A Constant Factor Approximation Algorithm for Boxicity of Circular Arc Graphs

Abstract

Boxicity of a graph G(V, E) is the minimum integer k such that G can be represented as the intersection graph of k-dimensional axis parallel boxes in R ^k. Equivalently, it is the minimum number of interval graphs on the vertex set V such that the intersection of their edge sets is E. It is known that boxicity cannot be approximated even for graph classes like bipartite, co-bipartite and split graphs below O(n ^{0.5 − ε})-factor, for any ε > 0 in polynomial time unless NP = ZPP. Till date, there is no well known graph class of unbounded boxicity for which even an n ^ε-factor approximation algorithm for computing boxicity is known, for any ε < 1. In this paper, we study the boxicity problem on Circular Arc graphs - intersection graphs of arcs of a circle. We give a \((2+\frac{1}{k})\)-factor polynomial time approximation algorithm for computing the boxicity of any circular arc graph along with a corresponding box representation, where k ≥ 1 is its boxicity.

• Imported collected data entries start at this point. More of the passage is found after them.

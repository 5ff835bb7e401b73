//! Overlay opacity fades
//!
//! The overlay chip sits on the collapsed sheet and fades out when the sheet
//! expands; it fades back in on collapse. Unlike the position, opacity runs
//! on fixed durations, and the two directions are deliberately different:
//! hiding is quicker than showing. Fades start at the same instant as the
//! position transition and run in parallel with it, never after it.

use std::time::Duration;

use crate::animation::{Easing, TimedAnimation};
use crate::config::SheetConfig;

/// Opacity of the collapsed-state overlay, in `[0, 1]`.
#[derive(Debug, Clone)]
pub struct OverlayFade {
    anim: Option<TimedAnimation>,
    opacity: f64,
    hide: Duration,
    show: Duration,
    easing: Easing,
}

impl OverlayFade {
    /// New overlay, fully visible to match the collapsed sheet.
    pub fn new(config: &SheetConfig) -> Self {
        Self {
            anim: None,
            opacity: 1.0,
            hide: Duration::from_millis(config.fade_out_ms),
            show: Duration::from_millis(config.fade_in_ms),
            easing: config.fade_easing,
        }
    }

    pub fn opacity(&self) -> f64 {
        self.opacity
    }

    pub fn is_animating(&self) -> bool {
        self.anim.is_some()
    }

    /// Fade toward invisible (the sheet is expanding).
    pub fn begin_hide(&mut self) {
        self.fade_to(0.0, self.hide);
    }

    /// Fade toward visible (the sheet is collapsing).
    pub fn begin_show(&mut self) {
        self.fade_to(1.0, self.show);
    }

    /// Advance the in-flight fade. Returns true while opacity is moving.
    pub fn tick(&mut self, dt: Duration) -> bool {
        let Some(anim) = self.anim.as_mut() else {
            return false;
        };
        let changed = anim.tick(dt);
        self.opacity = anim.value().clamp(0.0, 1.0);
        if anim.is_done() {
            self.anim = None;
        }
        changed
    }

    /// Start a fade from the current opacity. A fade already heading to the
    /// same target keeps running (repeat requests are idempotent); a fade to
    /// the other target is superseded from the current value, not queued.
    fn fade_to(&mut self, target: f64, duration: Duration) {
        if let Some(anim) = &self.anim {
            if anim.target() == target {
                return;
            }
        } else if self.opacity == target {
            return;
        }
        self.anim = Some(TimedAnimation::new(self.opacity, target, duration, self.easing));
    }
}

#[cfg(test)]
mod tests {
    use super::*;

    fn fade() -> OverlayFade {
        OverlayFade::new(&SheetConfig::default())
    }

    #[test]
    fn test_starts_fully_visible() {
        let overlay = fade();
        assert_eq!(overlay.opacity(), 1.0);
        assert!(!overlay.is_animating());
    }

    #[test]
    fn test_hide_reaches_zero_in_its_duration() {
        let mut overlay = fade();
        overlay.begin_hide();

        overlay.tick(Duration::from_millis(75));
        assert!(overlay.opacity() < 1.0);
        assert!(overlay.opacity() > 0.0);

        overlay.tick(Duration::from_millis(75));
        assert_eq!(overlay.opacity(), 0.0);
        assert!(!overlay.is_animating());
    }

    #[test]
    fn test_show_is_slower_than_hide() {
        let mut overlay = fade();
        overlay.begin_hide();
        overlay.tick(Duration::from_millis(150));
        assert_eq!(overlay.opacity(), 0.0);

        overlay.begin_show();
        // The hide duration is not enough to finish a show.
        overlay.tick(Duration::from_millis(150));
        assert!(overlay.is_animating());
        assert!(overlay.opacity() < 1.0);

        overlay.tick(Duration::from_millis(50));
        assert_eq!(overlay.opacity(), 1.0);
        assert!(!overlay.is_animating());
    }

    #[test]
    fn test_reversed_fade_continues_from_current_opacity() {
        let mut overlay = fade();
        overlay.begin_hide();
        overlay.tick(Duration::from_millis(75));
        let mid = overlay.opacity();
        assert!(mid > 0.0 && mid < 1.0);

        overlay.begin_show();
        assert_eq!(overlay.opacity(), mid);

        overlay.tick(Duration::from_millis(200));
        assert_eq!(overlay.opacity(), 1.0);
    }

    #[test]
    fn test_repeated_hide_does_not_restart() {
        let mut overlay = fade();
        overlay.begin_hide();
        overlay.tick(Duration::from_millis(100));

        overlay.begin_hide();
        overlay.tick(Duration::from_millis(50));

        // 150 ms total: the fade finished; a restart would still be mid-fade.
        assert_eq!(overlay.opacity(), 0.0);
        assert!(!overlay.is_animating());
    }

    #[test]
    fn test_show_when_already_visible_is_noop() {
        let mut overlay = fade();
        overlay.begin_show();
        assert!(!overlay.is_animating());
        assert_eq!(overlay.opacity(), 1.0);
    }

    #[test]
    fn test_idle_tick_reports_no_change() {
        let mut overlay = fade();
        assert!(!overlay.tick(Duration::from_millis(16)));
    }

    #[test]
    fn test_opacity_stays_in_unit_range() {
        let mut overlay = fade();
        overlay.begin_hide();
        for _ in 0..40 {
            overlay.tick(Duration::from_millis(10));
            assert!(overlay.opacity() >= 0.0);
            assert!(overlay.opacity() <= 1.0);
        }
    }
}
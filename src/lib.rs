//! Peeksheet - gesture-driven collapsible bottom sheet
//!
//! This crate provides the state machine for a draggable bottom sheet that
//! snaps between a collapsed peek strip and a fully expanded panel, plus the
//! pieces around it: release-decision rules, spring and timed animations,
//! a cross-faded host overlay, and an exclusive accordion for the panel's
//! tabs. A winit/softbuffer demo host lives in `runtime` and `view`.

pub mod animation;
pub mod cli;
pub mod config;
pub mod config_paths;
pub mod gesture;
pub mod hit_test;
pub mod runtime;
pub mod sheet;
pub mod tracing;
pub mod view;

// Re-export commonly used types
pub use config::SheetConfig;
pub use gesture::{GesturePhase, GestureSample, HeaderRelease};
pub use sheet::{AccordionTabs, SheetController, SheetPhase, TabEntry};
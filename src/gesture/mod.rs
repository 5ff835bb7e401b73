//! Gesture input for the sheet
//!
//! - `GestureSample` / `GesturePhase`: one normalized sample of a vertical
//!   drag (cumulative distance since the drag began, plus instantaneous
//!   velocity in px/ms)
//! - `HeaderRelease`: end-of-gesture reading from the header strip, in the
//!   header's own units (px translation, px/s velocity)
//! - `GestureSampler`: per-drag accumulator that sanitizes bad samples
//! - `winit_adapter::PointerTracker`: turns raw pointer events into samples

pub mod winit_adapter;

pub use winit_adapter::PointerTracker;

/// Where a sample falls in the drag lifecycle.
#[derive(Debug, Clone, Copy, PartialEq, Eq)]
pub enum GesturePhase {
    Start,
    Move,
    End,
}

/// One vertical drag sample.
///
/// `delta_y` is cumulative from the start of the drag, `velocity_y` is
/// instantaneous. Both use screen convention: positive points down.
#[derive(Debug, Clone, Copy, PartialEq)]
pub struct GestureSample {
    /// Pixels travelled since the drag began.
    pub delta_y: f64,
    /// Pixels per millisecond.
    pub velocity_y: f64,
    pub phase: GesturePhase,
}

impl GestureSample {
    pub fn start() -> Self {
        Self {
            delta_y: 0.0,
            velocity_y: 0.0,
            phase: GesturePhase::Start,
        }
    }

    pub fn moving(delta_y: f64, velocity_y: f64) -> Self {
        Self {
            delta_y,
            velocity_y,
            phase: GesturePhase::Move,
        }
    }

    pub fn end(delta_y: f64, velocity_y: f64) -> Self {
        Self {
            delta_y,
            velocity_y,
            phase: GesturePhase::End,
        }
    }
}

/// End-of-gesture reading from the header strip.
///
/// The header works in its own units (total translation in px, velocity in
/// px/s) and only gets consulted when the pointer is released, so it carries
/// no phase.
#[derive(Debug, Clone, Copy, PartialEq)]
pub struct HeaderRelease {
    pub translation_y: f64,
    pub velocity_y: f64,
}

impl HeaderRelease {
    pub fn new(translation_y: f64, velocity_y: f64) -> Self {
        Self {
            translation_y,
            velocity_y,
        }
    }
}

/// Accumulates samples for one drag session.
///
/// Input devices occasionally produce NaN or infinite readings. The sampler
/// treats a non-finite distance as "no movement this sample" (the cumulative
/// value holds) and a non-finite velocity as zero, so one bad sample never
/// teleports the sheet or forces a fling.
#[derive(Debug, Clone, Default)]
pub struct GestureSampler {
    active: bool,
    delta_y: f64,
    velocity_y: f64,
}

impl GestureSampler {
    pub fn new() -> Self {
        Self::default()
    }

    pub fn is_active(&self) -> bool {
        self.active
    }

    /// Start a new drag session, discarding any previous accumulation.
    pub fn begin(&mut self) {
        self.active = true;
        self.delta_y = 0.0;
        self.velocity_y = 0.0;
    }

    /// Fold in a move sample. Returns the sanitized cumulative distance.
    pub fn advance(&mut self, sample: &GestureSample) -> f64 {
        if !self.active {
            return 0.0;
        }
        self.absorb(sample);
        self.delta_y
    }

    /// Fold in the final sample and close the session.
    ///
    /// Returns the sanitized `(delta_y, velocity_y)` pair the release
    /// decision runs on.
    pub fn finish(&mut self, sample: &GestureSample) -> (f64, f64) {
        if !self.active {
            return (0.0, 0.0);
        }
        self.absorb(sample);
        self.active = false;
        (self.delta_y, self.velocity_y)
    }

    fn absorb(&mut self, sample: &GestureSample) {
        if sample.delta_y.is_finite() {
            self.delta_y = sample.delta_y;
        }
        self.velocity_y = if sample.velocity_y.is_finite() {
            sample.velocity_y
        } else {
            0.0
        };
    }
}

#[cfg(test)]
mod tests {
    use super::*;

    #[test]
    fn test_sampler_tracks_cumulative_delta() {
        let mut sampler = GestureSampler::new();
        sampler.begin();

        assert_eq!(sampler.advance(&GestureSample::moving(-10.0, -0.2)), -10.0);
        assert_eq!(sampler.advance(&GestureSample::moving(-45.0, -0.4)), -45.0);

        let (delta, velocity) = sampler.finish(&GestureSample::end(-120.0, -0.55));
        assert_eq!(delta, -120.0);
        assert_eq!(velocity, -0.55);
        assert!(!sampler.is_active());
    }

    #[test]
    fn test_nan_delta_holds_previous_value() {
        let mut sampler = GestureSampler::new();
        sampler.begin();
        sampler.advance(&GestureSample::moving(-30.0, -0.1));

        let delta = sampler.advance(&GestureSample::moving(f64::NAN, -0.2));
        assert_eq!(delta, -30.0);
    }

    #[test]
    fn test_nan_velocity_reads_as_zero() {
        let mut sampler = GestureSampler::new();
        sampler.begin();
        sampler.advance(&GestureSample::moving(-30.0, -0.1));

        let (delta, velocity) = sampler.finish(&GestureSample::end(-30.0, f64::NAN));
        assert_eq!(delta, -30.0);
        assert_eq!(velocity, 0.0);
    }

    #[test]
    fn test_infinite_delta_holds_previous_value() {
        let mut sampler = GestureSampler::new();
        sampler.begin();
        sampler.advance(&GestureSample::moving(25.0, 0.3));

        let delta = sampler.advance(&GestureSample::moving(f64::INFINITY, 0.3));
        assert_eq!(delta, 25.0);
    }

    #[test]
    fn test_begin_resets_previous_session() {
        let mut sampler = GestureSampler::new();
        sampler.begin();
        sampler.advance(&GestureSample::moving(-80.0, -0.4));
        sampler.finish(&GestureSample::end(-80.0, -0.4));

        sampler.begin();
        assert!(sampler.is_active());
        assert_eq!(sampler.advance(&GestureSample::moving(5.0, 0.1)), 5.0);
    }

    #[test]
    fn test_inactive_sampler_ignores_samples() {
        let mut sampler = GestureSampler::new();

        assert_eq!(sampler.advance(&GestureSample::moving(-50.0, -0.4)), 0.0);
        assert_eq!(sampler.finish(&GestureSample::end(-50.0, -0.4)), (0.0, 0.0));
    }
}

For Normal Circular Arc(NCA) graphs, with an NCA model given, this can be improved to an additive 2-factor approximation algorithm. The time complexity of the algorithms to approximately compute the boxicity is O(mn + n ²) in both these cases and in O(mn + kn ²) which is at most O(n ³) time we also get their corresponding box representations, where n is the number of vertices of the graph and m is its number of edges. The additive 2-factor algorithm directly works for any Proper Circular Arc graph, since computing an NCA model for it can be done in polynomial time.